VanZwieten is the aerospace engineer lead for the Controls Working Group in the Marshall Center’s Engineering Directorate. Appointed to the position in 2011, her team is responsible for the autopilot design analysis and integration for the Space Launch System vehicles. VanZwieten’s role includes managing the day-to-day technical direction of an engineering staff of approximately 15 engineers. She also is the civil service flight control design lead for SLS and has been jointly responsible for the development of the launch vehicle’s adaptive augmenting control algorithm.

The Federal Women’s Program 2011 Outstanding Achievement Awards recognize civil service employees in four categories — professional, administrative, supervisory and clerical — for exceptional service to the Marshall Center and the U.S. space program. Women’s Equality Day is commemorated each year on Aug. 26 by proclamation of the president of the United States to honor women gaining the right to vote.

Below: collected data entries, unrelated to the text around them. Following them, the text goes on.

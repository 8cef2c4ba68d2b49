//! Config-driven adapter registry.

use std::collections::HashMap;
use std::sync::Arc;
use std::time::Duration;

use courier_shared::{AppConfig, CourierError, Result, RetryPolicy};
use tracing::debug;

use crate::{
    DestinationAdapter, HttpCapability, JsonFeedSource, SourceAdapter, StageCapability,
    WebhookDestination,
};

/// A destination together with its delivery policy.
#[derive(Clone)]
pub struct BoundDestination {
    pub adapter: Arc<dyn DestinationAdapter>,
    pub retry: RetryPolicy,
    pub timeout: Duration,
}

/// Every adapter the pipeline runs with: sources in config order,
/// capabilities keyed by stage name, destinations in config order.
#[derive(Clone, Default)]
pub struct AdapterRegistry {
    sources: Vec<Arc<dyn SourceAdapter>>,
    capabilities: HashMap<String, Arc<dyn StageCapability>>,
    destinations: Vec<BoundDestination>,
}

impl AdapterRegistry {
    pub fn new() -> Self {
        Self::default()
    }

    /// Build the bundled adapters named by `config`. Unknown kinds are a
    /// config error; sources marked inactive are left out.
    pub fn from_config(config: &AppConfig) -> Result<Self> {
        let mut registry = Self::new();

        for source in &config.sources {
            if !source.active {
                debug!(source = %source.name, "source inactive in config, skipping");
                continue;
            }
            let adapter: Arc<dyn SourceAdapter> = match source.kind.as_str() {
                "json_feed" => Arc::new(JsonFeedSource::new(&source.name, &source.url)?),
                other => {
                    return Err(CourierError::config(format!(
                        "source '{}': unknown kind '{other}'",
                        source.name
                    )));
                }
            };
            registry = registry.with_source(adapter);
        }

        for stage in &config.stages {
            let def = stage.definition();
            let capability: Arc<dyn StageCapability> = match stage.capability.kind.as_str() {
                "http" => Arc::new(HttpCapability::new(
                    &stage.name,
                    &stage.capability.url,
                    def.timeout,
                )?),
                other => {
                    return Err(CourierError::config(format!(
                        "stage '{}': unknown capability kind '{other}'",
                        stage.name
                    )));
                }
            };
            registry = registry.with_capability(&def.capability, capability);
        }

        for dest in &config.destinations {
            let adapter: Arc<dyn DestinationAdapter> = match dest.kind.as_str() {
                "webhook" => Arc::new(WebhookDestination::new(
                    &dest.id,
                    &dest.url,
                    dest.timeout(),
                )?),
                other => {
                    return Err(CourierError::config(format!(
                        "destination '{}': unknown kind '{other}'",
                        dest.id
                    )));
                }
            };
            registry = registry.with_destination(adapter, dest.retry(), dest.timeout());
        }

        Ok(registry)
    }

    pub fn with_source(mut self, source: Arc<dyn SourceAdapter>) -> Self {
        self.sources.push(source);
        self
    }

    pub fn with_capability(
        mut self,
        name: impl Into<String>,
        capability: Arc<dyn StageCapability>,
    ) -> Self {
        self.capabilities.insert(name.into(), capability);
        self
    }

    pub fn with_destination(
        mut self,
        adapter: Arc<dyn DestinationAdapter>,
        retry: RetryPolicy,
        timeout: Duration,
    ) -> Self {
        self.destinations.push(BoundDestination {
            adapter,
            retry,
            timeout,
        });
        self
    }

    pub fn sources(&self) -> &[Arc<dyn SourceAdapter>] {
        &self.sources
    }

    pub fn capability(&self, name: &str) -> Option<Arc<dyn StageCapability>> {
        self.capabilities.get(name).cloned()
    }

    pub fn destinations(&self) -> &[BoundDestination] {
        &self.destinations
    }

    pub fn destination(&self, id: &str) -> Option<&BoundDestination> {
        self.destinations.iter().find(|d| d.adapter.id() == id)
    }
}

#[cfg(test)]
mod tests {
    use super::*;

    const CONFIG: &str = r#"
[[sources]]
name = "twitter"
kind = "json_feed"
url = "https://feeds.example.com/twitter.json"

[[sources]]
name = "paused"
kind = "json_feed"
url = "https://feeds.example.com/paused.json"
active = false

[[stages]]
name = "translate"
ordinal = 1
capability = { kind = "http", url = "https://llm.example.com/translate" }

[[destinations]]
id = "chat-a"
kind = "webhook"
url = "https://bot.example.com/send"
max_attempts = 7
"#;

    #[test]
    fn builds_bundled_adapters() {
        let config: AppConfig = toml_config(CONFIG);
        let registry = AdapterRegistry::from_config(&config).expect("registry");

        assert_eq!(registry.sources().len(), 1);
        assert_eq!(registry.sources()[0].name(), "twitter");
        assert!(registry.capability("translate").is_some());
        let dest = registry.destination("chat-a").expect("destination");
        assert_eq!(dest.retry.max_attempts, 7);
    }

    #[test]
    fn unknown_kind_is_rejected() {
        let mut config: AppConfig = toml_config(CONFIG);
        config.destinations[0].kind = "carrier-pigeon".into();
        let err = AdapterRegistry::from_config(&config).err().expect("error");
        assert!(err.to_string().contains("carrier-pigeon"));
    }

    fn toml_config(s: &str) -> AppConfig {
        let config: AppConfig = toml::from_str(s).expect("parse config");
        config.validate().expect("valid config");
        config
    }
}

VanZwieten and three other honorees received their awards Aug. 16 during Marshall’s Annual Honor Awards Ceremony where the center honored those who made significant achievements to NASA’s mission at an agency level.

VanZwieten began her NASA career in 2008 as an aerospace engineer. In that role, she was the task lead for development of a robust augmenting control algorithm for launch vehicles, and supported the Fast, Affordable, Science and Technology SATellite, known as FASTSAT.

She completed an eight-month detail at Kennedy Space Center in Florida in early 2011, supporting the Space Shuttle Program’s Marshall Resident Management Office. She developed a document describing the external tank processing from arrival to launch, written as a narrative with diagrams and photos to visually demonstrate key elements of each procedure.

Prior to joining NASA, from 2001 to 2008 VanZwieten held research/teaching assistant positions at the University of Wyoming in Laramie, University of Central Florida in Orlando, Florida Atlantic University in Dania Beach, the Universite’ de Technologie de Troyes in France and the Japan Aerospace Exploration Agency in Sagamihara. Her responsibilities included performing research in the area of dynamic modeling, simulation and control, and assisting with undergraduate classes such as vibration analysis and senior design projects on microsatellites and autonomous underwater vehicles.

She was a mechanical engineer at the Air Force Research Laboratory in Albuquerque, N.M., during the summer months from 2004 to 2006 as part of the Space Scholars Program. Her responsibilities included power system model development and simulation, data-based control in the presence of uncertainties and pursuit evasion games.

VanZwieten earned bachelor’s and master’s degrees in ocean engineering from Florida Atlantic University in Boca Raton in 2002 and 2003, respectively. She also received a master’s degree in aerospace engineering from the University of Central Florida in 2005, and a doctorate in electrical engineering from the University of Wyoming in 2008.

During her NASA career, VanZwieten was honored for her significant contributions in the advancement of the SLS flight control system design, and for outstanding initiative and engineering in support of the FASTSAT project Critical Design Review. She also is the recipient of Outstanding and Accomplished Performance Awards, presented each evaluation period.